While I was away from the internet for a hundred years and two weeks, one of the stories I briefly caught seemed to be the feel good Reddit story of the year.
A redditor (who also like, won Jeopardy twice or something) got caught up in a thread in which a bit of speculative fiction- centering around a battle between the US Marines versus the Roman Empire- developed and attracted a bit of attention. So much attention, in fact, OP James Erwin achieved a major internet dream for some- Warner Bros. optioned his idea and it very well could get turned into a major motion picture.

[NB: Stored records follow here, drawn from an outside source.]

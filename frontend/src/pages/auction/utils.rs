use crate::{api::Auction, utils::format::format_amount};

/// Parses a bid typed by the user (`15000`, `15,000`, `15 000`) and checks it
/// against the auction: above the current bid when there is one, otherwise at
/// least the starting bid.
pub fn validate_bid(raw: &str, auction: &Auction) -> Result<f64, String> {
    let cleaned: String = raw
        .chars()
        .filter(|c| !c.is_whitespace() && *c != ',')
        .collect();
    if cleaned.is_empty() {
        return Err("Enter a bid amount".into());
    }
    let amount = cleaned
        .parse::<f64>()
        .ok()
        .filter(|v| v.is_finite() && *v > 0.0)
        .ok_or_else(|| "Bid amount must be a positive number".to_string())?;
    match auction.current_bid.filter(|v| *v > 0.0) {
        Some(current) if amount <= current => Err(format!(
            "Bid must be higher than the current bid of {}",
            format_amount(current)
        )),
        Some(_) => Ok(amount),
        None => match auction.starting_bid {
            Some(starting) if amount < starting => Err(format!(
                "Bid must be at least the starting bid of {}",
                format_amount(starting)
            )),
            _ => Ok(amount),
        },
    }
}

pub fn is_open(auction: &Auction) -> bool {
    auction.status_label().eq_ignore_ascii_case("active")
}
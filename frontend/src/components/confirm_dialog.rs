use leptos::ev::KeyboardEvent;
use leptos::*;

/// Modal yes/no prompt used before destructive admin actions.
#[component]
pub fn ConfirmDialog(
    #[prop(into)] is_open: Signal<bool>,
    #[prop(into)] title: MaybeSignal<String>,
    #[prop(into)] message: MaybeSignal<String>,
    on_confirm: Callback<()>,
    on_cancel: Callback<()>,
    #[prop(optional, into)] confirm_label: Option<String>,
    #[prop(optional, into)] pending: MaybeSignal<bool>,
) -> impl IntoView {
    let confirm_label = confirm_label
        .filter(|text| !text.trim().is_empty())
        .unwrap_or_else(|| "Delete".to_string());
    let confirm_text = Signal::derive(move || confirm_label.clone());
    let title_text = Signal::derive(move || title.get());
    let message_text = Signal::derive(move || message.get());
    view! {
        <Show when=move || is_open.get()>
            <div class="fixed inset-0 z-[70] flex items-center justify-center p-4">
                <button
                    type="button"
                    aria-label="Close"
                    class="absolute inset-0 bg-overlay-backdrop"
                    on:click=move |_| on_cancel.call(())
                ></button>
                <div
                    class="relative z-[71] w-full max-w-md rounded-lg bg-surface-elevated shadow-xl border border-border p-6 space-y-4"
                    role="dialog"
                    aria-modal="true"
                    tabindex="-1"
                    on:keydown=move |ev: KeyboardEvent| {
                        if ev.key() == "Escape" {
                            ev.prevent_default();
                            on_cancel.call(());
                        }
                    }
                >
                    <h2 class="text-lg font-semibold text-fg">{move || title_text.get()}</h2>
                    <p class="text-sm text-fg-muted">{move || message_text.get()}</p>
                    <div class="flex justify-end gap-2">
                        <button
                            type="button"
                            class="rounded-md px-4 py-2 text-sm font-semibold bg-surface-muted text-fg"
                            on:click=move |_| on_cancel.call(())
                        >
                            "Cancel"
                        </button>
                        <button
                            type="button"
                            class="rounded-md px-4 py-2 text-sm font-semibold bg-action-danger-bg text-action-danger-text disabled:opacity-50"
                            disabled=move || pending.get()
                            on:click=move |_| on_confirm.call(())
                        >
                            {move || confirm_text.get()}
                        </button>
                    </div>
                </div>
            </div>
        </Show>
    }
}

Alas, there are always bumps along the rode of internet-won stardom, and the Reddit movie could have run into some significant issues. According to The Hollywood Reporter, the age old (to social networks, anyway) question of just who owns the rights to the tale has reared its head and could jeopardize the future of the film- which is, by the way, titled Rome Sweet Rome.

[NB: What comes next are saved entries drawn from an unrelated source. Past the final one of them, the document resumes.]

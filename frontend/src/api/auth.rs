use super::{
    client::ApiClient,
    types::{Account, ApiError, LoginRequest, LoginResponse},
};

impl ApiClient {
    /// Exchanges email/password for `{ token, user }`. Nothing is persisted
    /// here; the session decides whether the account may keep the token.
    pub async fn login(&self, request: &LoginRequest) -> Result<LoginResponse, ApiError> {
        let url = self.url("/auth/login").await;
        self.fetch_item(self.http_client().post(&url).json(request), &["data"])
            .await
    }

    /// Verifies the stored credential with the backend and returns the
    /// account it belongs to.
    pub async fn verify(&self) -> Result<Account, ApiError> {
        let headers = self.get_auth_headers()?;
        let url = self.url("/auth/me").await;
        self.fetch_item(self.http_client().get(&url).headers(headers), &["user"])
            .await
    }
}

#[cfg(all(test, not(target_arch = "wasm32")))]
mod host_tests {
    use super::*;
    use crate::api::Role;
    use crate::utils::storage::{KeyValueStore, MemoryStorage, TOKEN_KEY};
    use httpmock::prelude::*;
    use serde_json::json;
    use std::rc::Rc;

    #[tokio::test]
    async fn login_posts_credentials_and_does_not_persist() {
        let server = MockServer::start_async().await;
        let mock = server.mock(|when, then| {
            when.method(POST)
                .path("/api/auth/login")
                .json_body(json!({"email": "ed@news.rw", "password": "pw"}));
            then.status(200).json_body(json!({
                "token": "tok-9",
                "user": {"id": 1, "email": "ed@news.rw", "name": "Ed", "role": "admin"}
            }));
        });
        let storage = Rc::new(MemoryStorage::new());
        let api = ApiClient::new_with_base_url(server.url("/api")).with_storage(storage.clone());

        let response = api
            .login(&LoginRequest {
                email: "ed@news.rw".into(),
                password: "pw".into(),
            })
            .await
            .unwrap();

        mock.assert();
        assert_eq!(response.token, "tok-9");
        assert_eq!(response.user.role, Role::Admin);
        assert!(storage.get(TOKEN_KEY).is_none());
    }

    #[tokio::test]
    async fn login_surfaces_backend_message() {
        let server = MockServer::start_async().await;
        server.mock(|when, then| {
            when.method(POST).path("/api/auth/login");
            then.status(401).json_body(json!({"error": "Invalid credentials"}));
        });
        let api = ApiClient::new_with_base_url(server.url("/api"))
            .with_storage(Rc::new(MemoryStorage::new()));
        let err = api
            .login(&LoginRequest {
                email: "x@y.z".into(),
                password: "bad".into(),
            })
            .await
            .unwrap_err();
        assert!(err.is_unauthorized());
        assert_eq!(err.error, "Invalid credentials");
    }

    #[tokio::test]
    async fn verify_sends_bearer_and_unwraps_user() {
        let server = MockServer::start_async().await;
        let mock = server.mock(|when, then| {
            when.method(GET)
                .path("/api/auth/me")
                .header("Authorization", "Bearer tok-1");
            then.status(200).json_body(json!({
                "success": true,
                "user": {"id": "4", "email": "root@news.rw", "role": "superadmin"}
            }));
        });
        let storage = Rc::new(MemoryStorage::with_entries([(TOKEN_KEY, "tok-1")]));
        let api = ApiClient::new_with_base_url(server.url("/api")).with_storage(storage);

        let account = api.verify().await.unwrap();
        mock.assert();
        assert_eq!(account.id, 4);
        assert_eq!(account.role, Role::SuperAdmin);
    }

    #[tokio::test]
    async fn verify_without_token_never_hits_backend() {
        let server = MockServer::start_async().await;
        let mock = server.mock(|when, then| {
            when.method(GET).path("/api/auth/me");
            then.status(200).json_body(json!({"user": {}}));
        });
        let api = ApiClient::new_with_base_url(server.url("/api"))
            .with_storage(Rc::new(MemoryStorage::new()));
        assert!(api.verify().await.unwrap_err().is_unauthorized());
        mock.assert_hits(0);
    }
}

THR points to this relevant passage of Reddit’s user agreement that is at least drizzling on the project’s parade:
“you agree that by posting messages, uploading files, inputting data, or engaging in any other form of communication with or through the Website, you grant us a royalty-free, perpetual, non-exclusive, unrestricted, worldwide license to use, reproduce, modify, adapt, translate, enhance, transmit, distribute, publicly perform, display, or sublicense any such communication in any medium (now in existence or hereinafter developed) and for any purpose, including commercial purposes, and to authorize others to do so.”
Reddit’s copyright agent Jerry Birenz admitted to THR that the question is part of a larger “interesting issue,” and acknowledges that more than one party could claim a share of the Rome Sweet Rome pie. It will be interesting to see how the story plays out, but Erwin does have other, non-Reddit related projects to fall back on should the deal be compromised.